Dopo la vittoria per 1-0 a San Siro, con il gol decisivo di Ederson, l'Atalanta mette in cassaforte tre punti fondamentali per la qualificazione in Champions League. Gian Piero Gasperini, ai microfoni di DAZN, ha raccontato la partita e spiegato le scelte tattiche determinanti che hanno permesso alla sua squadra di battere il Milan. Ecco quanto evidenziato da TuttoAtalanta.com
Mister, la partita sembrava complicarsi dopo un buon avvio rossonero nel secondo tempo. Poi i suoi cambi hanno cambiato il volto del match. Quali riflessioni hanno guidato le sue scelte?
"Avevamo qualche difficoltà dietro, con Toloi e Kossounou non al meglio della condizione. Sapevo che avrei potuto utilizzarli solo durante la gara, non per tutta la partita. I cambi ci hanno dato più freschezza, solidità, e il gol nasce proprio dalla qualità e dalla freschezza portata da chi è entrato".
A proposito del gol, possiamo definirlo il classico 'gol alla Gasperini'? Inserimenti perfetti, movimenti coordinati...
"Sì, è stata un'azione corale splendida. Nel primo tempo avevamo faticato a trovare i giusti tempi d’inserimento. Poi, con qualche spazio in più nella ripresa, è emersa la nostra capacità di interpretare al meglio le situazioni offensive. È stato bello vedere come Ederson si sia inserito con grande tempismo e convinzione".
Questa vittoria mette una seria ipoteca sulla qualificazione in Champions League. Quanto sarebbe significativo centrare di nuovo questo traguardo per l'Atalanta?
"Sarebbe un risultato eccezionale. È vero, ormai si tende quasi a dare per scontato che l’Atalanta debba giocare per la Champions, ma non è affatto normale. Se ci riuscissimo sarebbe la quinta qualificazione in sette stagioni, un traguardo incredibile per una realtà come Bergamo. Questo ci rende ancora più determinati a chiudere al meglio questo campionato straordinario".
Viene da chiedersi come possa pensare di lasciare una squadra così. Non le viene voglia di ripensarci e godersi un altro anno in Champions con questa Atalanta?

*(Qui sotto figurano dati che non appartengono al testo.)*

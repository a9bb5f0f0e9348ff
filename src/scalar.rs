//! Scalar fields normal distributions are defined over.
//!
//! Real vectors use the usual multivariate normal; complex vectors use the
//! circularly-symmetric complex normal, whose real and imaginary parts are
//! independent with half the variance each. Conjugation, real parts and
//! moduli come from [`nalgebra::ComplexField`]; this trait adds what the
//! field's noise source and normalizing constants need.
use nalgebra::ComplexField;
use ndarray::LinalgScalar;
use ndarray::ScalarOperand;
use ndarray_rand::rand_distr::StandardNormal;
use num::complex::Complex;
use num::traits::FloatConst;
use num::Float;
use rand::prelude::Distribution;
use rand::Rng;
use std::fmt::Debug;

/// Element type of the random vectors: `f32`, `f64`, `Complex<f32>` or `Complex<f64>`.
pub trait NormalScalar: ComplexField + LinalgScalar + ScalarOperand + PartialEq + Debug {
    /// Standard normal draws in this field, unit expected squared modulus.
    type Noise: Distribution<Self>;

    const IS_REAL: bool;

    fn noise() -> Self::Noise;
}

impl NormalScalar for f32 {
    type Noise = StandardNormal;
    const IS_REAL: bool = true;

    fn noise() -> StandardNormal {
        StandardNormal
    }
}

impl NormalScalar for f64 {
    type Noise = StandardNormal;
    const IS_REAL: bool = true;

    fn noise() -> StandardNormal {
        StandardNormal
    }
}

/// Circularly-symmetric complex standard normal: real and imaginary parts are
/// independent `N(0, 1/2)`.
#[derive(Clone, Copy, Debug)]
pub struct CircularStandardNormal;

impl<T> Distribution<Complex<T>> for CircularStandardNormal
where
    T: Float + FloatConst,
    StandardNormal: Distribution<T>,
{
    fn sample<R: Rng + ?Sized>(&self, rng: &mut R) -> Complex<T> {
        let re: T = StandardNormal.sample(rng);
        let im: T = StandardNormal.sample(rng);
        Complex::new(re, im) * T::FRAC_1_SQRT_2()
    }
}

impl NormalScalar for Complex<f32> {
    type Noise = CircularStandardNormal;
    const IS_REAL: bool = false;

    fn noise() -> CircularStandardNormal {
        CircularStandardNormal
    }
}

impl NormalScalar for Complex<f64> {
    type Noise = CircularStandardNormal;
    const IS_REAL: bool = false;

    fn noise() -> CircularStandardNormal {
        CircularStandardNormal
    }
}
use crate::error::NormalError;
use crate::scalar::NormalScalar;
use crate::DIRAC_TOLERANCE;
use nalgebra::ComplexField;
use nalgebra::RealField;
use ndarray::Array2;
use ndarray::ArrayView1;
use num::Zero;

/// Conjugate transpose
pub fn hermitian<T: NormalScalar>(a: &Array2<T>) -> Array2<T> {
    a.t().mapv(|x| x.conjugate())
}

/// Hermitian part `(A + A^H) / 2`, removes round-off asymmetry from covariances
pub fn symmetrize<T: NormalScalar>(a: Array2<T>) -> Array2<T> {
    let half = T::from_real(real(0.5));
    (&a + &hermitian(&a)) * half
}

pub fn check_dim(expected: usize, got: usize) -> Result<(), NormalError> {
    if expected != got {
        return Err(NormalError::DimensionMismatch { expected, got });
    }
    Ok(())
}

/// Checks that `a` is a `dim` x `dim` matrix
pub fn check_square<T>(a: &Array2<T>, dim: usize) -> Result<(), NormalError> {
    let (rows, cols) = a.dim();
    check_dim(dim, rows)?;
    check_dim(dim, cols)
}

pub fn real<R: RealField>(x: f64) -> R {
    nalgebra::convert(x)
}

/// Whether `x` and `y` agree to within `DIRAC_TOLERANCE`, relative to their magnitude
pub fn coincide<T: NormalScalar>(x: ArrayView1<T>, y: ArrayView1<T>) -> bool {
    if x.len() != y.len() {
        return false;
    }
    let zero = T::RealField::zero();
    let scale = x
        .iter()
        .chain(y.iter())
        .fold(zero, |m, v| m.max(v.modulus()));
    let gap = x
        .iter()
        .zip(y.iter())
        .fold(zero, |m, (&a, &b)| m.max((a - b).modulus()));
    gap <= real::<T::RealField>(DIRAC_TOLERANCE) * (real::<T::RealField>(1.) + scale)
}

"In questo momento la mia testa è totalmente concentrata su questa stagione, che per noi è già fantastica. Non penso ad altro. Stiamo vivendo momenti molto belli e difficili, il campionato è equilibrato e vincere qui a San Siro dopo il successo col Bologna rappresenta una svolta decisiva. Vedremo poi cosa accadrà, ma ora conta solo raggiungere l'obiettivo finale".

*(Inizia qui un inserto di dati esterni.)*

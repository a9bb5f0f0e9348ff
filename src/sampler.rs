//! Realizations of distributions and of Markov chains driven by kernels
use crate::dist_util;
use crate::distributions::Normal;
use crate::error::NormalError;
use crate::kernels::Kernel;
use crate::scalar::NormalScalar;
use crate::util;
use ndarray::Array;
use ndarray::Array1;
use ndarray::Array2;
use ndarray::ArrayView1;
use ndarray::ArrayView2;
use ndarray_rand::RandomExt;
use rand::prelude::Distribution;
use rand::Rng;

/// A distribution with its covariance already factored, for repeated draws
#[derive(Clone, Debug)]
pub struct NormalSampler<T> {
    loc: Array1<T>,
    factor: Option<Array2<T>>,
}

impl<T: NormalScalar> Normal<T> {
    /// Factors the covariance once; positive semi-definite covariances are accepted
    pub fn sampler(&self) -> Result<NormalSampler<T>, NormalError> {
        self.check()?;
        let factor = match self {
            Normal::Gaussian { cov, .. } => Some(dist_util::semidefinite_sqrt(cov)?),
            Normal::Dirac { .. } => None,
        };
        Ok(NormalSampler {
            loc: self.mean().clone(),
            factor,
        })
    }
}

impl<T: NormalScalar> Distribution<Array1<T>> for NormalSampler<T> {
    fn sample<R: Rng + ?Sized>(&self, rng: &mut R) -> Array1<T> {
        match &self.factor {
            Some(lower) => {
                let ind_sample: Array1<T> = Array::random_using(self.loc.len(), T::noise(), rng);
                &self.loc + &lower.dot(&ind_sample)
            }
            None => self.loc.clone(),
        }
    }
}

/// One draw from `dist`. A Dirac consumes no randomness.
pub fn sample<T: NormalScalar, R: Rng + ?Sized>(dist: &Normal<T>, rng: &mut R) -> Result<Array1<T>, NormalError> {
    Ok(dist.sampler()?.sample(rng))
}

struct KernelSampler<'a, T> {
    kernel: &'a Kernel<T>,
    factor: Option<Array2<T>>,
}

impl<'a, T: NormalScalar> KernelSampler<'a, T> {
    fn new(kernel: &'a Kernel<T>) -> Result<Self, NormalError> {
        kernel.check()?;
        let factor = match kernel {
            Kernel::LinearGaussian { cov, .. } => Some(dist_util::semidefinite_sqrt(cov)?),
            Kernel::Dirac { .. } => None,
        };
        Ok(KernelSampler { kernel, factor })
    }

    fn sample<R: Rng + ?Sized>(&self, x: ArrayView1<T>, rng: &mut R) -> Result<Array1<T>, NormalError> {
        let mean = self.kernel.mean().eval(x)?;
        Ok(match &self.factor {
            Some(lower) => {
                let ind_sample: Array1<T> = Array::random_using(mean.len(), T::noise(), rng);
                mean + lower.dot(&ind_sample)
            }
            None => mean,
        })
    }
}

/// Path of the Markov chain `x_0 ~ initial`, `x_t ~ kernel(x_{t-1})`
///
/// Row `t` of the result is `x_t`, so there are `n + 1` rows.
pub fn sample_path<T: NormalScalar, R: Rng + ?Sized>(
    initial: &Normal<T>,
    kernel: &Kernel<T>,
    rng: &mut R,
    n: usize,
) -> Result<Array2<T>, NormalError> {
    util::check_dim(kernel.input_dim(), kernel.output_dim())?;
    util::check_dim(kernel.input_dim(), initial.dim())?;
    let step = KernelSampler::new(kernel)?;

    let mut path = Array2::zeros((n + 1, initial.dim()));
    path.row_mut(0).assign(&sample(initial, rng)?);
    for t in 1..=n {
        let next = step.sample(path.row(t - 1), rng)?;
        path.row_mut(t).assign(&next);
    }
    Ok(path)
}

/// One draw from `kernel` for every row of `xs`, e.g. noisy measurements of a sampled path
pub fn sample_outputs<T: NormalScalar, R: Rng + ?Sized>(
    kernel: &Kernel<T>,
    xs: ArrayView2<T>,
    rng: &mut R,
) -> Result<Array2<T>, NormalError> {
    util::check_dim(kernel.input_dim(), xs.ncols())?;
    let step = KernelSampler::new(kernel)?;
    let mut ys = Array2::zeros((xs.nrows(), kernel.output_dim()));
    for (x, mut y) in xs.rows().into_iter().zip(ys.rows_mut()) {
        y.assign(&step.sample(x, rng)?);
    }
    Ok(ys)
}

#[cfg(test)]
mod tests {
    use super::*;
    use crate::util::testing::max_abs_diff;
    use crate::util::testing::random_covariance;
    use ndarray::array;
    use ndarray_stats::CorrelationExt;
    use num::complex::Complex;
    use rand::rngs::StdRng;
    use rand::RngCore;
    use rand::SeedableRng;

    #[test]
    fn test_path_reproducible() {
        let initial = Normal::isotropic(array![0., 0.], 1.);
        let kernel = Kernel::linear(array![[0.9, 0.], [0.19, 0.9]], Array2::eye(2) * 0.19).unwrap();
        let a = sample_path(&initial, &kernel, &mut StdRng::seed_from_u64(42), 10).unwrap();
        let b = sample_path(&initial, &kernel, &mut StdRng::seed_from_u64(42), 10).unwrap();
        assert_eq!(a.dim(), (11, 2));
        assert_eq!(a, b);
        let c = sample_path(&initial, &kernel, &mut StdRng::seed_from_u64(43), 10).unwrap();
        assert_ne!(a, c);
    }

    #[test]
    fn test_dirac_path_is_deterministic() {
        let mut rng = StdRng::seed_from_u64(1);
        let path = sample_path(&Normal::dirac(array![1.]), &Kernel::dirac(array![[2.]]), &mut rng, 3).unwrap();
        assert_eq!(path, array![[1.], [2.], [4.], [8.]]);
        assert_eq!(rng.next_u64(), StdRng::seed_from_u64(1).next_u64());
    }

    #[test]
    fn test_dirac_sample_consumes_no_randomness() {
        let mut rng = StdRng::seed_from_u64(8);
        let x = sample(&Normal::dirac(array![3., 4.]), &mut rng).unwrap();
        assert_eq!(x, array![3., 4.]);
        assert_eq!(rng.next_u64(), StdRng::seed_from_u64(8).next_u64());
    }

    #[test]
    fn test_empirical_covariance() {
        let mut rng = StdRng::seed_from_u64(17);
        let d = 3;
        let cov = random_covariance(d, &mut rng);
        let dist = Normal::new(array![1., -2., 0.5], cov.clone()).unwrap();
        let sampler = dist.sampler().unwrap();
        let n = 40000;
        let mut draws = Array2::zeros((n, d));
        for mut row in draws.rows_mut() {
            row.assign(&sampler.sample(&mut rng));
        }
        let empirical = draws.t().cov(1.).unwrap();
        let scale = cov.diag().fold(0_f64, |m, &v| m.max(v));
        assert!(max_abs_diff(&empirical, &cov) < 0.05 * scale);
        let mean = draws.mean_axis(ndarray::Axis(0)).unwrap();
        assert!((&mean - dist.mean()).iter().all(|g| g.abs() < 0.05 * scale.sqrt()));
    }

    #[test]
    fn test_semidefinite_sampling() {
        let dist: Normal<f64> = Normal::new(array![0., 0.], array![[1., 1.], [1., 1.]]).unwrap();
        let mut rng = StdRng::seed_from_u64(4);
        for _ in 0..10 {
            let x = sample(&dist, &mut rng).unwrap();
            assert!((x[0] - x[1]).abs() < 1e-12, "{:?}", x);
        }
    }

    #[test]
    fn test_indefinite_covariance_rejected() {
        let mut rng = StdRng::seed_from_u64(4);
        let swap = Normal::new(array![0., 0.], array![[0., 1.], [1., 0.]]).unwrap();
        assert_eq!(sample(&swap, &mut rng), Err(NormalError::NonPositiveDefinite));
        let skew = Normal::new(array![0., 0.], array![[0., 1.], [1., 1.]]).unwrap();
        assert!(matches!(skew.sampler(), Err(NormalError::NonPositiveDefinite)));
        let kernel = Kernel::linear(Array2::eye(2), array![[0., 1.], [1., 0.]]).unwrap();
        assert_eq!(
            sample_path(&Normal::dirac(array![0., 0.]), &kernel, &mut rng, 1),
            Err(NormalError::NonPositiveDefinite)
        );
    }

    #[test]
    fn test_small_scale_sampling() {
        let mut rng = StdRng::seed_from_u64(12);
        let variance = 1e-17;
        let sampler = Normal::<f64>::isotropic(array![0., 0.], variance).sampler().unwrap();
        let n = 20000;
        let total: f64 = (0..n)
            .map(|_| {
                let x: Array1<f64> = sampler.sample(&mut rng);
                x.dot(&x)
            })
            .sum();
        let ratio = total / (2. * n as f64) / variance;
        assert!((ratio - 1.).abs() < 0.05, "variance ratio {}", ratio);
    }

    #[test]
    fn test_complex_residual_power() {
        let mut rng = StdRng::seed_from_u64(21);
        let zero = Complex::new(0., 0.);
        let cov = array![
            [Complex::new(2., 0.), Complex::new(0.5, 0.5)],
            [Complex::new(0.5, -0.5), Complex::new(1., 0.)]
        ];
        let dist = Normal::new(array![zero, Complex::new(1., -1.)], cov).unwrap();
        let sampler = dist.sampler().unwrap();
        let n = 20000;
        let total: f64 = (0..n)
            .map(|_| {
                let r = dist.residual(sampler.sample(&mut rng).view()).unwrap();
                r.iter().map(|z| z.norm_sqr()).sum::<f64>()
            })
            .sum();
        let power = total / n as f64;
        assert!((power - 2.).abs() < 0.06, "residual power {}", power);
    }

    #[test]
    fn test_sample_outputs() {
        let mut rng = StdRng::seed_from_u64(6);
        let xs = array![[1., 2.], [3., 4.], [5., 6.]];
        let exact = sample_outputs(&Kernel::dirac(array![[1., -1.]]), xs.view(), &mut rng).unwrap();
        assert_eq!(exact, array![[-1.], [-1.], [-1.]]);
        let noisy = Kernel::linear(array![[1., -1.]], array![[0.1]]).unwrap();
        assert_eq!(sample_outputs(&noisy, xs.view(), &mut rng).unwrap().dim(), (3, 1));
        assert!(matches!(
            sample_outputs(&noisy, xs.t(), &mut rng),
            Err(NormalError::DimensionMismatch { expected: 2, got: 3 })
        ));
    }

    #[test]
    fn test_path_requires_square_kernel() {
        let mut rng = StdRng::seed_from_u64(0);
        let kernel = Kernel::dirac(array![[1., 0.]]);
        assert!(matches!(
            sample_path(&Normal::dirac(array![0., 0.]), &kernel, &mut rng, 2),
            Err(NormalError::DimensionMismatch { .. })
        ));
    }
}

Una curiosità tattica: Bellanova ha giocato da centrale difensivo, ruolo insolito per lui. Quali indicazioni ha tratto da questa scelta?

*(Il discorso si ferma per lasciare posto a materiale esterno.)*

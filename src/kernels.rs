//! Linear-Gaussian conditional distributions
use crate::distributions::Normal;
use crate::error::NormalError;
use crate::scalar::NormalScalar;
use crate::util;
use ndarray::Array1;
use ndarray::Array2;
use ndarray::ArrayView1;
use serde::Deserialize;
use serde::Serialize;

/// Conditional distribution of an output `y` given an input `x`
///
/// `LinearGaussian` is `y | x ~ N(slope x + intercept, cov)`, `Dirac` is the
/// deterministic map `y = slope x + intercept`. A missing intercept is zero.
#[derive(Clone, Debug, PartialEq, Serialize, Deserialize)]
pub enum Kernel<T> {
    LinearGaussian {
        slope: Array2<T>,
        intercept: Option<Array1<T>>,
        cov: Array2<T>,
    },
    Dirac {
        slope: Array2<T>,
        intercept: Option<Array1<T>>,
    },
}

/// The affine map `x -> slope x + intercept` of a kernel
#[derive(Clone, Copy, Debug)]
pub struct ConditionalMean<'a, T> {
    slope: &'a Array2<T>,
    intercept: Option<&'a Array1<T>>,
}

impl<'a, T: NormalScalar> ConditionalMean<'a, T> {
    pub fn eval(&self, x: ArrayView1<T>) -> Result<Array1<T>, NormalError> {
        util::check_dim(self.slope.ncols(), x.len())?;
        let y = self.slope.dot(&x);
        Ok(match self.intercept {
            Some(b) => y + b,
            None => y,
        })
    }

    pub fn slope(&self) -> &'a Array2<T> {
        self.slope
    }

    pub fn intercept(&self) -> Option<&'a Array1<T>> {
        self.intercept
    }
}

impl<T: NormalScalar> Kernel<T> {
    pub fn linear(slope: Array2<T>, cov: Array2<T>) -> Result<Self, NormalError> {
        util::check_square(&cov, slope.nrows())?;
        Ok(Kernel::LinearGaussian {
            slope,
            intercept: None,
            cov,
        })
    }

    pub fn affine(slope: Array2<T>, intercept: Array1<T>, cov: Array2<T>) -> Result<Self, NormalError> {
        util::check_dim(slope.nrows(), intercept.len())?;
        util::check_square(&cov, slope.nrows())?;
        Ok(Kernel::LinearGaussian {
            slope,
            intercept: Some(intercept),
            cov,
        })
    }

    pub fn dirac(slope: Array2<T>) -> Self {
        Kernel::Dirac {
            slope,
            intercept: None,
        }
    }

    pub fn dirac_affine(slope: Array2<T>, intercept: Array1<T>) -> Result<Self, NormalError> {
        util::check_dim(slope.nrows(), intercept.len())?;
        Ok(Kernel::Dirac {
            slope,
            intercept: Some(intercept),
        })
    }

    pub fn slope(&self) -> &Array2<T> {
        match self {
            Kernel::LinearGaussian { slope, .. } | Kernel::Dirac { slope, .. } => slope,
        }
    }

    pub fn intercept(&self) -> Option<&Array1<T>> {
        match self {
            Kernel::LinearGaussian { intercept, .. } | Kernel::Dirac { intercept, .. } => {
                intercept.as_ref()
            }
        }
    }

    pub fn input_dim(&self) -> usize {
        self.slope().ncols()
    }

    pub fn output_dim(&self) -> usize {
        self.slope().nrows()
    }

    pub fn is_dirac(&self) -> bool {
        matches!(self, Kernel::Dirac { .. })
    }

    pub fn mean(&self) -> ConditionalMean<'_, T> {
        ConditionalMean {
            slope: self.slope(),
            intercept: self.intercept(),
        }
    }

    /// Conditional covariance, the zero matrix for a deterministic kernel
    pub fn cov(&self) -> Array2<T> {
        match self {
            Kernel::LinearGaussian { cov, .. } => cov.clone(),
            Kernel::Dirac { slope, .. } => Array2::zeros((slope.nrows(), slope.nrows())),
        }
    }

    /// Checks the stored parameters agree on the output dimension
    pub(crate) fn check(&self) -> Result<(), NormalError> {
        if let Some(b) = self.intercept() {
            util::check_dim(self.output_dim(), b.len())?;
        }
        match self {
            Kernel::LinearGaussian { cov, .. } => util::check_square(cov, self.output_dim()),
            Kernel::Dirac { .. } => Ok(()),
        }
    }

    /// The distribution of the output given input `x`
    pub fn condition(&self, x: ArrayView1<T>) -> Result<Normal<T>, NormalError> {
        self.check()?;
        let mean = self.mean().eval(x)?;
        Ok(match self {
            Kernel::LinearGaussian { cov, .. } => Normal::Gaussian {
                mean,
                cov: cov.clone(),
            },
            Kernel::Dirac { .. } => Normal::Dirac { mean },
        })
    }
}
//! Gaussian distributions and their degenerate point-mass limit
use crate::dist_util;
use crate::error::NormalError;
use crate::scalar::NormalScalar;
use crate::util;
use nalgebra::ComplexField;
use ndarray::Array1;
use ndarray::Array2;
use ndarray::ArrayView1;
use num::Zero;
use serde::Deserialize;
use serde::Serialize;

/// Multivariate normal distribution over a real or complex field
///
/// `Dirac` is the zero-covariance limit: all mass at `mean`. It carries no
/// covariance matrix; [`Normal::cov`] synthesizes the zero matrix when asked.
#[derive(Clone, Debug, PartialEq, Serialize, Deserialize)]
pub enum Normal<T> {
	Gaussian { mean: Array1<T>, cov: Array2<T> },
	Dirac { mean: Array1<T> },
}

impl<T: NormalScalar> Normal<T> {
	pub fn new(mean: Array1<T>, cov: Array2<T>) -> Result<Self, NormalError> {
		util::check_square(&cov, mean.len())?;
		Ok(Normal::Gaussian { mean, cov })
	}

	/// `N(mean, variance * I)`
	pub fn isotropic(mean: Array1<T>, variance: T::RealField) -> Self {
		let cov = Array2::eye(mean.len()) * T::from_real(variance);
		Normal::Gaussian { mean, cov }
	}

	pub fn dirac(mean: Array1<T>) -> Self {
		Normal::Dirac { mean }
	}

	pub fn mean(&self) -> &Array1<T> {
		match self {
			Normal::Gaussian { mean, .. } | Normal::Dirac { mean } => mean,
		}
	}

	pub fn cov(&self) -> Array2<T> {
		match self {
			Normal::Gaussian { cov, .. } => cov.clone(),
			Normal::Dirac { mean } => Array2::zeros((mean.len(), mean.len())),
		}
	}

	pub fn dim(&self) -> usize {
		self.mean().len()
	}

	pub fn is_dirac(&self) -> bool {
		matches!(self, Normal::Dirac { .. })
	}

	/// Marginal variances, the real diagonal of the covariance
	pub fn var(&self) -> Array1<T::RealField> {
		match self {
			Normal::Gaussian { cov, .. } => cov.diag().mapv(|x| x.real()),
			Normal::Dirac { mean } => Array1::zeros(mean.len()),
		}
	}

	pub fn std(&self) -> Array1<T::RealField> {
		self.var().mapv(|v| v.sqrt())
	}

	/// Checks the stored covariance matches the mean
	pub(crate) fn check(&self) -> Result<(), NormalError> {
		match self {
			Normal::Gaussian { mean, cov } => util::check_square(cov, mean.len()),
			Normal::Dirac { .. } => Ok(()),
		}
	}

	/// Cholesky factor of the covariance; a Dirac has none
	pub(crate) fn cholesky(&self) -> Result<Array2<T>, NormalError> {
		match self {
			Normal::Gaussian { cov, .. } => dist_util::cholesky(cov),
			Normal::Dirac { .. } => Err(NormalError::NonPositiveDefinite),
		}
	}

	/// Log density at `x`
	///
	/// A Dirac has density `+inf` at its mean and none elsewhere.
	pub fn logpdf(&self, x: ArrayView1<T>) -> Result<T::RealField, NormalError> {
		self.check()?;
		util::check_dim(self.dim(), x.len())?;
		match self {
			Normal::Dirac { mean } => {
				if util::coincide(mean.view(), x) {
					Ok(util::real(f64::INFINITY))
				} else {
					Err(NormalError::DegenerateDensity)
				}
			}
			Normal::Gaussian { mean, cov } => {
				let L = dist_util::cholesky(cov)?;
				let dev = &x - mean;
				let maha_dist = dist_util::sum_sqr(dist_util::forward_substitute(&L, dev.view())?.iter());
				let d = util::real::<T::RealField>(mean.len() as f64);
				Ok(-dist_util::field_weight::<T>()
					* (d * dist_util::ln_normalizer::<T>() + dist_util::ln_det(&L) + maha_dist))
			}
		}
	}

	/// Whitened residual `L^{-1} (x - mean)` where `cov = L L^H`
	pub fn residual(&self, x: ArrayView1<T>) -> Result<Array1<T>, NormalError> {
		self.check()?;
		util::check_dim(self.dim(), x.len())?;
		let L = self.cholesky()?;
		let dev = &x - self.mean();
		dist_util::forward_substitute(&L, dev.view())
	}

	/// Differential entropy in nats, zero for a Dirac by convention
	pub fn entropy(&self) -> Result<T::RealField, NormalError> {
		self.check()?;
		match self {
			Normal::Dirac { .. } => Ok(T::RealField::zero()),
			Normal::Gaussian { .. } => {
				let L = self.cholesky()?;
				let d = util::real::<T::RealField>(self.dim() as f64);
				Ok(dist_util::field_weight::<T>()
					* (d * dist_util::ln_entropy_constant::<T>() + dist_util::ln_det(&L)))
			}
		}
	}

	/// `KL(self || other)`
	///
	/// A Dirac diverges infinitely from any Gaussian, and from another Dirac
	/// unless the two coincide. Divergence into a Dirac is undefined and
	/// reported as `NonPositiveDefinite`.
	pub fn kldivergence(&self, other: &Normal<T>) -> Result<T::RealField, NormalError> {
		self.check()?;
		other.check()?;
		util::check_dim(self.dim(), other.dim())?;
		match (self, other) {
			(Normal::Dirac { mean: m1 }, Normal::Dirac { mean: m2 }) => {
				if util::coincide(m1.view(), m2.view()) {
					Ok(T::RealField::zero())
				} else {
					Ok(util::real(f64::INFINITY))
				}
			}
			(Normal::Dirac { .. }, Normal::Gaussian { .. }) => Ok(util::real(f64::INFINITY)),
			(Normal::Gaussian { .. }, Normal::Dirac { .. }) => Err(NormalError::NonPositiveDefinite),
			(Normal::Gaussian { mean: m1, .. }, Normal::Gaussian { mean: m2, .. }) => {
				let L1 = self.cholesky()?;
				let L2 = other.cholesky()?;
				let trace_term = dist_util::sum_sqr(dist_util::whiten(&L2, &L1)?.iter());
				let dev = m2 - m1;
				let maha_dist = dist_util::sum_sqr(dist_util::forward_substitute(&L2, dev.view())?.iter());
				let d = util::real::<T::RealField>(self.dim() as f64);
				Ok(dist_util::field_weight::<T>()
					* (trace_term + maha_dist - d + dist_util::ln_det(&L2) - dist_util::ln_det(&L1)))
			}
		}
	}
}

"La scelta di Bellanova nasceva da esigenze difensive contingenti, vista la situazione con gli altri centrali non al massimo. Ha svolto un compito eccellente, sia come centrale sia come esterno nella seconda parte. Ha contenuto molto bene Leao e Theo, due giocatori difficili da affrontare, aggiungendo poi un prezioso contributo offensivo con l’assist decisivo".
Resta un po' di rammarico pensando a quelle settimane in cui l'Atalanta ha perso punti importanti e sembrava in corsa anche per lo scudetto?
"Ma no, assolutamente. Non possiamo avere rammarichi con la stagione che stiamo facendo. Forse qualcuno ha frainteso il mio entusiasmo quando ho parlato di scudetto, ma la realtà è che siamo davanti a squadre con organici molto superiori al nostro. L’obiettivo realistico e prestigioso è la Champions, non dobbiamo confondere le cose".
La vittoria contro il Milan rilancia ulteriormente l'Atalanta verso l’obiettivo Champions League, ma Gasperini tiene tutti con i piedi per terra. Una notte perfetta, dunque, ma il finale di stagione richiede ancora concentrazione massima. Con un tecnico così, il sogno continua.